A valorização do esporte feminino no Brasil.
Enviada em 19/07/2020
No livro “Conto de Aia” da escritora Margaret Atwood, retrata uma sociedade distópica em que a mulher sofre inúmeros preconceitos, por intermédio da fictícia República de Gilead, que, por causa de um Estado opressor, as colocam em papéis secundários e de objetos sexuais. Embora seja uma obra ficcional, essa realidade apresenta características que se assemelham ao contexto brasileiro, visto que a figura feminina é desvalorizada em várias modalidades desportivas. Nesse contexto, a omissão do Estado na promoção dos esportes feminino, assim como o preconceito social são os principais responsáveis pelo quadro.
Convém ressaltar, primeiramente, que a negligência governamental em garantir o acesso e influenciar a prática desportivas corrobora para a desigualdade de gênero na área. Nesse sentido, a Constituição Federal no art. 5º, estabelece que o esporte é direito de todos. Sendo assim, torna-se incabível que o poder público fique inerte e não incentive as mulheres a prática de exercícios, e não invista na promoção, apoio e visibilidade de cada modalidade feminina.
Ademais, cabe citar ainda que a mulher enfrenta enorme discriminação social em vários esportes, que acarreta em múltiplas desvantagens em relação a categoria masculina. Assim, com finalidade de promover a igualdade de gênero no esporte, surgiu o movimento “Go Equal”, apoiado pela jogadora Marta, embaixadora da ONU. Desse modo, a cooperação da sociedade é fundamental para garantir a audiência da categoria, o incentivo e o patrocínio das atletas.

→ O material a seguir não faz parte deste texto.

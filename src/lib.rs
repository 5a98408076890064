//! Trawl: a configuration-driven site crawler
//!
//! This crate turns declarative site descriptions (URL templates, field
//! selectors, pagination rules) into a route matcher, a traversal driver,
//! an extraction pipeline and a download/commit pipeline. One engine, many
//! data-only site descriptions.

pub mod config;
pub mod crawler;
pub mod download;
pub mod extract;
pub mod output;
pub mod state;
pub mod url;

use thiserror::Error;

/// Main error type for Trawl operations
#[derive(Debug, Error)]
pub enum TrawlError {
    #[error("Configuration error: {0}")]
    Config(#[from] ConfigError),

    #[error("Site '{site}' has no mode named '{mode}'")]
    UnknownMode { site: String, mode: String },

    #[error("No site description matches '{0}'")]
    NoSite(String),

    #[error("URL build error: {0}")]
    Build(#[from] BuildError),

    #[error("Fetch error: {0}")]
    Fetch(#[from] crawler::FetchError),

    #[error("Download error: {0}")]
    Download(#[from] download::DownloadError),

    #[error("Sink error: {0}")]
    Sink(#[from] output::SinkError),

    #[error("URL parse error: {0}")]
    UrlParse(#[from] ::url::ParseError),

    #[error("IO error: {0}")]
    Io(#[from] std::io::Error),
}

/// Configuration-specific errors
#[derive(Debug, Error)]
pub enum ConfigError {
    #[error("Failed to read config file: {0}")]
    Io(#[from] std::io::Error),

    #[error("Failed to parse TOML: {0}")]
    Parse(#[from] toml::de::Error),

    #[error("Validation error: {0}")]
    Validation(String),

    #[error("Invalid URL in config: {0}")]
    InvalidUrl(String),

    #[error("Invalid URL template: {0}")]
    InvalidTemplate(String),

    #[error("Invalid selector: {0}")]
    InvalidSelector(String),

    #[error("Invalid regex: {0}")]
    InvalidRegex(String),
}

/// URL template rendering errors
#[derive(Debug, Clone, PartialEq, Eq, Error)]
pub enum BuildError {
    #[error("Template references unbound field '{0}'")]
    Unbound(String),

    #[error("Malformed template: {0}")]
    InvalidTemplate(String),

    #[error("Cannot resolve '{path}' against base URL: {message}")]
    Join { path: String, message: String },
}

/// Result type alias for Trawl operations
pub type Result<T> = std::result::Result<T, TrawlError>;

/// Result type alias for configuration operations
pub type ConfigResult<T> = std::result::Result<T, ConfigError>;

/// Result type alias for URL template rendering
pub type BuildResult<T> = std::result::Result<T, BuildError>;

// Re-export commonly used types
pub use config::{Settings, SiteDescription};
pub use crawler::{CrawlOptions, Crawler, FetchSession};
pub use state::{DedupStore, PaginationCursor};
//! Playlist manifest helpers for segmented-stream downloads

use url::Url;

/// Rewrites segment references in a playlist to absolute URLs
///
/// Tag and comment lines (starting with `#`) and blank lines pass through
/// unchanged. Any other line is a segment or variant reference; relative
/// ones are resolved against the manifest's own URL.
///
/// # Examples
///
/// ```
/// use trawl::download::rewrite_manifest;
/// use url::Url;
///
/// let base = Url::parse("https://cdn.example.com/v/1/index.m3u8").unwrap();
/// let out = rewrite_manifest("#EXTM3U\nseg0.ts\n", &base);
/// assert_eq!(out, "#EXTM3U\nhttps://cdn.example.com/v/1/seg0.ts\n");
/// ```
pub fn rewrite_manifest(content: &str, manifest_url: &Url) -> String {
    let mut out = String::with_capacity(content.len() * 2);

    for line in content.lines() {
        let trimmed = line.trim();
        if trimmed.is_empty() || trimmed.starts_with('#') || trimmed.starts_with("http") {
            out.push_str(line);
        } else {
            match manifest_url.join(trimmed) {
                Ok(absolute) => out.push_str(absolute.as_str()),
                Err(e) => {
                    tracing::warn!("Cannot resolve segment '{}': {}", trimmed, e);
                    out.push_str(line);
                }
            }
        }
        out.push('\n');
    }

    out
}

/// Number of segment lines in a playlist
pub(crate) fn segment_count(content: &str) -> usize {
    content
        .lines()
        .map(str::trim)
        .filter(|l| !l.is_empty() && !l.starts_with('#'))
        .count()
}

/// Picks a manifest URL from captured network traffic
///
/// Only URLs mentioning `.m3u8` are considered. A full-HD variant is
/// preferred; otherwise the first one seen wins.
pub fn pick_best_manifest<'a, I>(urls: I) -> Option<&'a str>
where
    I: IntoIterator<Item = &'a String>,
{
    let candidates: Vec<&str> = urls
        .into_iter()
        .map(String::as_str)
        .filter(|u| u.contains(".m3u8"))
        .collect();

    candidates
        .iter()
        .find(|u| u.contains("1920x1080"))
        .or_else(|| candidates.first())
        .copied()
}

#[cfg(test)]
mod tests {
    use super::*;

    #[test]
    fn test_rewrite_keeps_tags_and_absolute_lines() {
        let base = Url::parse("https://cdn.example.com/hls/master.m3u8?token=abc").unwrap();
        let manifest = "#EXTM3U\n#EXT-X-TARGETDURATION:10\n#EXTINF:10.0,\nchunk-1.ts\n\n#EXTINF:10.0,\nhttps://other.example.com/chunk-2.ts\n/root/chunk-3.ts\n#EXT-X-ENDLIST";

        let out = rewrite_manifest(manifest, &base);
        let lines: Vec<&str> = out.lines().collect();

        assert_eq!(lines[0], "#EXTM3U");
        assert_eq!(lines[3], "https://cdn.example.com/hls/chunk-1.ts");
        assert_eq!(lines[4], "");
        assert_eq!(lines[6], "https://other.example.com/chunk-2.ts");
        assert_eq!(lines[7], "https://cdn.example.com/root/chunk-3.ts");
        assert_eq!(lines[8], "#EXT-X-ENDLIST");
        assert_eq!(segment_count(&out), 3);
    }

    #[test]
    fn test_pick_prefers_full_hd() {
        let urls = vec![
            "https://cdn.example.com/player.js".to_string(),
            "https://cdn.example.com/640x360/index.m3u8".to_string(),
            "https://cdn.example.com/1920x1080/index.m3u8".to_string(),
        ];
        assert_eq!(
            pick_best_manifest(&urls),
            Some("https://cdn.example.com/1920x1080/index.m3u8")
        );
    }

    #[test]
    fn test_pick_falls_back_to_first() {
        let urls = vec![
            "https://cdn.example.com/a.m3u8".to_string(),
            "https://cdn.example.com/b.m3u8".to_string(),
        ];
        assert_eq!(pick_best_manifest(&urls), Some("https://cdn.example.com/a.m3u8"));
        assert_eq!(pick_best_manifest(&Vec::<String>::new()), None);
    }
}
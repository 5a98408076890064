//! Handling for inputs no site mode can process

use crate::output::{PutOutcome, Sink};
use async_trait::async_trait;
use chrono::Local;
use std::path::{Path, PathBuf};
use std::sync::Arc;
use tokio::process::Command;

/// Last resort for a target that matched no mode
#[async_trait]
pub trait FallbackHandler: Send + Sync {
    /// Returns true if the target was handled
    async fn handle(&self, target: &str, overwrite: bool) -> bool;
}

/// Downloads unmatched targets with `yt-dlp` and commits what it produces
pub struct YtDlpFallback {
    sink: Arc<dyn Sink>,
    user_agent: String,
    program: String,
    temp_root: PathBuf,
}

/// Name of a fresh working directory, e.g. `download_1f2e3d4c_20240301_120000`
fn work_dir_name() -> String {
    format!(
        "download_{:08x}_{}",
        rand::random::<u32>(),
        Local::now().format("%Y%m%d_%H%M%S")
    )
}

impl YtDlpFallback {
    pub fn new(sink: Arc<dyn Sink>, user_agent: impl Into<String>) -> Self {
        Self {
            sink,
            user_agent: user_agent.into(),
            program: "yt-dlp".to_string(),
            temp_root: std::env::temp_dir(),
        }
    }

    pub fn with_program(mut self, program: impl Into<String>) -> Self {
        self.program = program.into();
        self
    }

    /// Directory under which working directories are created
    pub fn with_temp_root(mut self, root: impl Into<PathBuf>) -> Self {
        self.temp_root = root.into();
        self
    }

    async fn download(&self, target: &str, dir: &Path) -> std::io::Result<bool> {
        let output = Command::new(&self.program)
            .arg("--paths")
            .arg(dir)
            .args(["--format", "best", "--add-metadata", "--user-agent"])
            .arg(&self.user_agent)
            .arg(target)
            .current_dir(dir)
            .output()
            .await?;

        if !output.status.success() {
            tracing::warn!(
                "{} exited with {} for {}: {}",
                self.program,
                output.status,
                target,
                String::from_utf8_lossy(&output.stderr).trim()
            );
        }
        Ok(output.status.success())
    }

    /// Commits every regular file in `dir` to the sink
    ///
    /// Returns the number of files stored or already present.
    pub async fn commit_dir(&self, dir: &Path, overwrite: bool) -> usize {
        let mut entries = match tokio::fs::read_dir(dir).await {
            Ok(entries) => entries,
            Err(e) => {
                tracing::warn!("Cannot list {}: {}", dir.display(), e);
                return 0;
            }
        };

        let mut committed = 0;
        while let Ok(Some(entry)) = entries.next_entry().await {
            let path = entry.path();
            if !path.is_file() {
                continue;
            }
            let Some(name) = path.file_name().and_then(|n| n.to_str()).map(str::to_string) else {
                continue;
            };

            if !overwrite {
                match self.sink.exists(&name).await {
                    Ok(true) => {
                        tracing::info!("{} already exists at the destination, skipping", name);
                        committed += 1;
                        continue;
                    }
                    Ok(false) => {}
                    Err(e) => tracing::warn!("Cannot check {} at the destination: {}", name, e),
                }
            }

            match self.sink.put(&path, &name, overwrite).await {
                Ok(PutOutcome::Stored) => {
                    tracing::info!("Stored {}", name);
                    committed += 1;
                }
                Ok(PutOutcome::SkippedExisting) => committed += 1,
                Err(e) => tracing::error!("Failed to store {}: {}", name, e),
            }
        }
        committed
    }
}

#[async_trait]
impl FallbackHandler for YtDlpFallback {
    async fn handle(&self, target: &str, overwrite: bool) -> bool {
        let dir = self.temp_root.join(work_dir_name());
        if let Err(e) = tokio::fs::create_dir_all(&dir).await {
            tracing::error!("Cannot create {}: {}", dir.display(), e);
            return false;
        }

        let handled = match self.download(target, &dir).await {
            Ok(true) => self.commit_dir(&dir, overwrite).await > 0,
            Ok(false) => false,
            Err(e) => {
                tracing::error!("Failed to run {}: {}", self.program, e);
                false
            }
        };

        if let Err(e) = tokio::fs::remove_dir_all(&dir).await {
            tracing::debug!("Failed to remove {}: {}", dir.display(), e);
        }
        handled
    }
}
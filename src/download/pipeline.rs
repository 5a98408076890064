use crate::config::DownloadMethod;
use crate::crawler::Headers;
use crate::download::backends::{fetch_artifact, BackendContext};
use crate::download::probe::{validate, Probe, ProbeReport};
use crate::download::{DownloadError, ValidationError};
use crate::extract::FinalRecord;
use crate::output::{PutOutcome, SidecarWriter, Sink};
use crate::state::Artifact;
use reqwest::Client;
use std::path::{Path, PathBuf};
use std::sync::Arc;
use tracing::{debug, info, warn};

/// One item to download and commit
#[derive(Debug, Clone, Copy)]
pub struct DownloadRequest<'a> {
    pub record: &'a FinalRecord,
    pub download_url: &'a str,
    /// Final filename, extension included
    pub filename: &'a str,
    pub method: DownloadMethod,
    pub headers: &'a Headers,
    pub user_agent: &'a str,
    pub origin: Option<&'a str>,
    pub overwrite: bool,
    /// Rewrite the sidecar even when one exists
    pub refresh_sidecar: bool,
    /// Write a sidecar at all
    pub sidecar: bool,
}

/// How a delivery ended
#[derive(Debug, Clone, Copy, PartialEq, Eq)]
pub enum DeliveryOutcome {
    /// Downloaded, validated and committed
    Committed,
    /// A valid staged artifact was committed without downloading
    Reused,
    /// The sink already held the artifact; nothing was downloaded
    AlreadyPresent,
}

/// Retrieval, validation, promotion and commit of artifacts
pub struct DownloadPipeline {
    client: Client,
    probe: Arc<dyn Probe>,
    sink: Arc<dyn Sink>,
    sidecar: Option<Arc<dyn SidecarWriter>>,
    min_bytes_per_second: u64,
}

impl DownloadPipeline {
    pub fn new(client: Client, probe: Arc<dyn Probe>, sink: Arc<dyn Sink>, min_bytes_per_second: u64) -> Self {
        Self {
            client,
            probe,
            sink,
            sidecar: None,
            min_bytes_per_second,
        }
    }

    pub fn with_sidecar(mut self, writer: Arc<dyn SidecarWriter>) -> Self {
        self.sidecar = Some(writer);
        self
    }

    pub fn sink(&self) -> &dyn Sink {
        self.sink.as_ref()
    }

    /// Delivers one item to the sink
    ///
    /// Nothing is ever left at the staged final path unless it passed the
    /// probe; a failed download leaves no temporary file behind either.
    pub async fn deliver(&self, req: &DownloadRequest<'_>) -> Result<DeliveryOutcome, DownloadError> {
        let sink = self.sink.as_ref();

        if sink.is_remote() && !req.overwrite && sink.exists(req.filename).await? {
            info!("{} already exists in the sink, skipping download", req.filename);
            if req.sidecar {
                self.ensure_remote_sidecar(req).await;
            }
            return Ok(DeliveryOutcome::AlreadyPresent);
        }

        let staged = sink.staging_dir().join(req.filename);
        let reused = !req.overwrite && self.reuse_staged(&staged).await;
        if !reused {
            self.download_validated(req, &staged).await?;
        }

        let sidecar_path = if req.sidecar {
            self.write_sidecar(req.record, &staged, req.overwrite || req.refresh_sidecar)
        } else {
            None
        };

        let outcome = sink.put(&staged, req.filename, req.overwrite).await?;
        if let Some(local) = &sidecar_path {
            self.put_sidecar(local, true).await;
        }

        if sink.is_remote() || outcome == PutOutcome::SkippedExisting {
            remove_if_present(&staged).await;
            if let Some(local) = &sidecar_path {
                remove_if_present(local).await;
            }
        }

        Ok(match (outcome, reused) {
            (PutOutcome::SkippedExisting, _) => DeliveryOutcome::AlreadyPresent,
            (PutOutcome::Stored, true) => DeliveryOutcome::Reused,
            (PutOutcome::Stored, false) => DeliveryOutcome::Committed,
        })
    }

    async fn probe_valid(&self, path: &Path) -> Result<ProbeReport, ValidationError> {
        let report = self.probe.probe(path).await?;
        validate(&report, self.min_bytes_per_second)?;
        Ok(report)
    }

    /// Probes an artifact left at the staged path by an earlier run
    ///
    /// A valid one is kept; an invalid one is deleted.
    async fn reuse_staged(&self, staged: &Path) -> bool {
        if !tokio::fs::try_exists(staged).await.unwrap_or(false) {
            return false;
        }
        match self.probe_valid(staged).await {
            Ok(report) => {
                info!(
                    "Valid file already staged at {} ({}, {}), skipping download",
                    staged.display(),
                    report.duration_hms(),
                    report.resolution()
                );
                true
            }
            Err(e) => {
                warn!("Invalid file at {} ({}), downloading again", staged.display(), e);
                remove_if_present(staged).await;
                false
            }
        }
    }

    async fn download_validated(&self, req: &DownloadRequest<'_>, staged: &Path) -> Result<(), DownloadError> {
        let ctx = BackendContext {
            client: &self.client,
            headers: req.headers,
            user_agent: req.user_agent,
            origin: req.origin,
            embed_thumbnail: req.record.text("image").is_some(),
            overwrite: req.overwrite,
        };

        let mut artifact = Artifact::new(staged);
        info!("Downloading {} to {}", req.download_url, staged.display());

        let result = async {
            fetch_artifact(req.method, req.download_url, artifact.temp_path(), &ctx).await?;
            artifact.landed()?;
            let report = self.probe_valid(artifact.temp_path()).await?;
            artifact.promote(&report).await?;
            Ok::<_, DownloadError>(report)
        }
        .await;

        match result {
            Ok(report) => {
                info!(
                    "Saved {}: {:.2} MB, {}, {}, {} kbps",
                    req.filename,
                    report.size_bytes as f64 / 1024.0 / 1024.0,
                    report.duration_hms(),
                    report.resolution(),
                    report.bitrate_kbps
                );
                Ok(())
            }
            Err(e) => {
                warn!("Download of {} failed: {}", req.download_url, e);
                if let Err(cleanup) = artifact.discard().await {
                    warn!("Failed to remove temporary file: {}", cleanup);
                }
                Err(e)
            }
        }
    }

    fn write_sidecar(&self, record: &FinalRecord, artifact: &Path, overwrite: bool) -> Option<PathBuf> {
        let writer = self.sidecar.as_ref()?;
        match writer.write(record, artifact, overwrite) {
            Ok(Some(path)) => Some(path),
            Ok(None) => {
                let existing = writer.sidecar_path(artifact);
                existing.exists().then_some(existing)
            }
            Err(e) => {
                warn!("Failed to write sidecar for {}: {}", artifact.display(), e);
                None
            }
        }
    }

    async fn put_sidecar(&self, local: &Path, overwrite: bool) {
        let Some(name) = local.file_name().map(|n| n.to_string_lossy().into_owned()) else {
            return;
        };
        if let Err(e) = self.sink.put(local, &name, overwrite).await {
            warn!("Failed to commit sidecar {}: {}", name, e);
        }
    }

    /// Uploads a sidecar for an artifact the remote sink already holds
    async fn ensure_remote_sidecar(&self, req: &DownloadRequest<'_>) {
        let Some(writer) = &self.sidecar else {
            return;
        };
        let staged = self.sink.staging_dir().join(req.filename);
        let sidecar = writer.sidecar_path(&staged);
        let Some(name) = sidecar.file_name().map(|n| n.to_string_lossy().into_owned()) else {
            return;
        };

        if !req.refresh_sidecar && self.sink.exists(&name).await.unwrap_or(false) {
            debug!("Sidecar {} already in the sink", name);
            return;
        }

        if let Err(e) = tokio::fs::create_dir_all(self.sink.staging_dir()).await {
            warn!("Cannot create staging directory: {}", e);
            return;
        }
        match writer.write(req.record, &staged, true) {
            Ok(Some(local)) => {
                self.put_sidecar(&local, true).await;
                remove_if_present(&local).await;
            }
            Ok(None) => {}
            Err(e) => warn!("Failed to write sidecar {}: {}", name, e),
        }
    }
}

async fn remove_if_present(path: &Path) {
    match tokio::fs::remove_file(path).await {
        Ok(()) => debug!("Removed {}", path.display()),
        Err(e) if e.kind() == std::io::ErrorKind::NotFound => {}
        Err(e) => warn!("Failed to remove {}: {}", path.display(), e),
    }
}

Torna-se evidente, portanto, que a atuação das autoridades públicas e do corpo social são essências para valorização do esporte feminino. Dessa forma, cabe ao Ministério do Esporte junto com a mídia televisa, promover as modalidades femininas por meio de transmissões dos jogos e incentivo para patrocínio de empresas, a fim de minimizar a desigualdade salarial, garantir apoio e audiência dessa categoria. Além disso, a sociedade deve combater a hostilidade da figura feminina desportiva, por meio do incentivo à pratica através da visualização, para que inúmeras atletas não desistam e recebam salários compatíveis com o seu talento e dom.